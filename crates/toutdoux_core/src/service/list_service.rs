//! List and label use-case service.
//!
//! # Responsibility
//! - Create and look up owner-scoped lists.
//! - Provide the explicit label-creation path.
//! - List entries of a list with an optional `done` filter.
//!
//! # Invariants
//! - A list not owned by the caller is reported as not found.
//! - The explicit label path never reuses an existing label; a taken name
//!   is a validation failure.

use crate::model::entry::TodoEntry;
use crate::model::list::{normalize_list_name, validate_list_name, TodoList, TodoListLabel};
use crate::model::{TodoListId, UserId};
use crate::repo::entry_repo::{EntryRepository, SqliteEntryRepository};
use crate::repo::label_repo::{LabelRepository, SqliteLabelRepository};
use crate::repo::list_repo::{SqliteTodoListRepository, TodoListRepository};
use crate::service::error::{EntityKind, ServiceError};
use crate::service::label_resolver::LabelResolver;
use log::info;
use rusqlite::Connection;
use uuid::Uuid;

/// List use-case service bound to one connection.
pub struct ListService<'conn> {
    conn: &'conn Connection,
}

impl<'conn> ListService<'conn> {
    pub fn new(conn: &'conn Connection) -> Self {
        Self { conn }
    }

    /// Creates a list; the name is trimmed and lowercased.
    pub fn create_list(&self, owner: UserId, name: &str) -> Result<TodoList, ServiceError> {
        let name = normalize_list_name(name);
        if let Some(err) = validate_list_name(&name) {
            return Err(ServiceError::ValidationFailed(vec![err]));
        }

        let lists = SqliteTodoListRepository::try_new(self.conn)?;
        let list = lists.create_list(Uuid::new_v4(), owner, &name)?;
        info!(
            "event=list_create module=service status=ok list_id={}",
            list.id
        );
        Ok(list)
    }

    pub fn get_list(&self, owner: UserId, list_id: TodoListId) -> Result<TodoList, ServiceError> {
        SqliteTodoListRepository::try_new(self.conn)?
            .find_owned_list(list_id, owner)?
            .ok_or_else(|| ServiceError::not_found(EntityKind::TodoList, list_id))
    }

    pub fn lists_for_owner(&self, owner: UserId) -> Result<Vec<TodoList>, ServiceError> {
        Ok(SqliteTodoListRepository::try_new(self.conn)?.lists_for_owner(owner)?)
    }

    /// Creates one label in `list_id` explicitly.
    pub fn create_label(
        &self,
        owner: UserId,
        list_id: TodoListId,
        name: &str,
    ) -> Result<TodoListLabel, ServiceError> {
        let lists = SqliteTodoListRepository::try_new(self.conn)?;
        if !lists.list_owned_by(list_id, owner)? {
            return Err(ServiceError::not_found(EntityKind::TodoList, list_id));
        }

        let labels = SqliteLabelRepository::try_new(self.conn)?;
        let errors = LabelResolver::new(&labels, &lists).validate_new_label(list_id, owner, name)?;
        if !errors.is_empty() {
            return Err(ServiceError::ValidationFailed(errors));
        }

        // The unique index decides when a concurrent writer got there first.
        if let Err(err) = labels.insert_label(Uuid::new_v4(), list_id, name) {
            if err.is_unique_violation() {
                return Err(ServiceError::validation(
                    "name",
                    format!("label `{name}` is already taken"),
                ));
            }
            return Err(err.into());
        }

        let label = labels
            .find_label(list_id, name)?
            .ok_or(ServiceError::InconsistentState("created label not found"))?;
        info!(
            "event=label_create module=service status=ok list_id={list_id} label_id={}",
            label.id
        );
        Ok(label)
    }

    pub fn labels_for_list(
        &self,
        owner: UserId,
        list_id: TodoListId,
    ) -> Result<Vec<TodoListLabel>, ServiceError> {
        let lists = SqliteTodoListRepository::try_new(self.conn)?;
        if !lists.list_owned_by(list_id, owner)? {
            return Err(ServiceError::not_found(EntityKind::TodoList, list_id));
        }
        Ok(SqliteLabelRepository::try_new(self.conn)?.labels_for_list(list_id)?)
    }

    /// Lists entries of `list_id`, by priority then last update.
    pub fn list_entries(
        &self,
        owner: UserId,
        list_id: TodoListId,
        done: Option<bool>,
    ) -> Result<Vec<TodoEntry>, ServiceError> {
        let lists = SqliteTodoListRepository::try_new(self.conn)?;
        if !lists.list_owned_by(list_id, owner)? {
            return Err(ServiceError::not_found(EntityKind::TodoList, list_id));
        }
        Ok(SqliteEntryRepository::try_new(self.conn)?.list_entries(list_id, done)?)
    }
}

========

Work task
Repeat the data verbatim.

Exercise output
filename crates/toutdoux_core/src/service/list_service.rs
//! List and label use-case service.
//!
//! # Responsibility
//! - Create and look up owner-scoped lists.
//! - Provide the explicit label-creation path.
//! - List entries of a list with an optional `done` filter.
//!
//! # Invariants
//! - A list not owned by the caller is reported as not found.
//! - The explicit label path never reuses an existing label; a taken name
//!   is a validation failure.

use crate::model::entry::TodoEntry;
use crate::model::list::{normalize_list_name, validate_list_name, TodoList, TodoListLabel};
use crate::model::{TodoListId, UserId};
use crate::repo::entry_repo::{EntryRepository, SqliteEntryRepository};
use crate::repo::label_repo::{LabelRepository, SqliteLabelRepository};
use crate::repo::list_repo::{SqliteTodoListRepository, TodoListRepository};
use crate::service::error::{EntityKind, ServiceError};
use crate::service::label_resolver::LabelResolver;
use log::info;
use rusqlite::Connection;
use uuid::Uuid;

/// List use-case service bound to one connection.
pub struct ListService<'conn> {
    conn: &'conn Connection,
}

impl<'conn> ListService<'conn> {
    pub fn new(conn: &'conn Connection) -> Self {
        Self { conn }
    }

    /// Creates a list; the name is trimmed and lowercased.
    pub fn create_list(&self, owner: UserId, name: &str) -> Result<TodoList, ServiceError> {
        let name = normalize_list_name(name);
        if let Some(err) = validate_list_name(&name) {
            return Err(ServiceError::ValidationFailed(vec![err]));
        }

        let lists = SqliteTodoListRepository::try_new(self.conn)?;
        let list = lists.create_list(Uuid::new_v4(), owner, &name)?;
        info!(
            "event=list_create module=service status=ok list_id={}",
            list.id
        );
        Ok(list)
    }

    pub fn get_list(&self, owner: UserId, list_id: TodoListId) -> Result<TodoList, ServiceError> {
        SqliteTodoListRepository::try_new(self.conn)?
            .find_owned_list(list_id, owner)?
            .ok_or_else(|| ServiceError::not_found(EntityKind::TodoList, list_id))
    }

    pub fn lists_for_owner(&self, owner: UserId) -> Result<Vec<TodoList>, ServiceError> {
        Ok(SqliteTodoListRepository::try_new(self.conn)?.lists_for_owner(owner)?)
    }

    /// Creates one label in `list_id` explicitly.
    pub fn create_label(
        &self,
        owner: UserId,
        list_id: TodoListId,
        name: &str,
    ) -> Result<TodoListLabel, ServiceError> {
        let lists = SqliteTodoListRepository::try_new(self.conn)?;
        if !lists.list_owned_by(list_id, owner)? {
            return Err(ServiceError::not_found(EntityKind::TodoList, list_id));
        }

        let labels = SqliteLabelRepository::try_new(self.conn)?;
        let errors = LabelResolver::new(&labels, &lists).validate_new_label(list_id, owner, name)?;
        if !errors.is_empty() {
            return Err(ServiceError::ValidationFailed(errors));
        }

        // The unique index decides when a concurrent writer got there first.
        if let Err(err) = labels.insert_label(Uuid::new_v4(), list_id, name) {
            if err.is_unique_violation() {
                return Err(ServiceError::validation(
                    "name",
                    format!("label `{name}` is already taken"),
                ));
            }
            return Err(err.into());
        }

        let label = labels
            .find_label(list_id, name)?
            .ok_or(ServiceError::InconsistentState("created label not found"))?;
        info!(
            "event=label_create module=service status=ok list_id={list_id} label_id={}",
            label.id
        );
        Ok(label)
    }

    pub fn labels_for_list(
        &self,
        owner: UserId,
        list_id: TodoListId,
    ) -> Result<Vec<TodoListLabel>, ServiceError> {
        let lists = SqliteTodoListRepository::try_new(self.conn)?;
        if !lists.list_owned_by(list_id, owner)? {
            return Err(ServiceError::not_found(EntityKind::TodoList, list_id));
        }
        Ok(SqliteLabelRepository::try_new(self.conn)?.labels_for_list(list_id)?)
    }

    /// Lists entries of `list_id`, by priority then last update.
    pub fn list_entries(
        &self,
        owner: UserId,
        list_id: TodoListId,
        done: Option<bool>,
    ) -> Result<Vec<TodoEntry>, ServiceError> {
        let lists = SqliteTodoListRepository::try_new(self.conn)?;
        if !lists.list_owned_by(list_id, owner)? {
            return Err(ServiceError::not_found(EntityKind::TodoList, list_id));
        }
        Ok(SqliteEntryRepository::try_new(self.conn)?.list_entries(list_id, done)?)
    }
}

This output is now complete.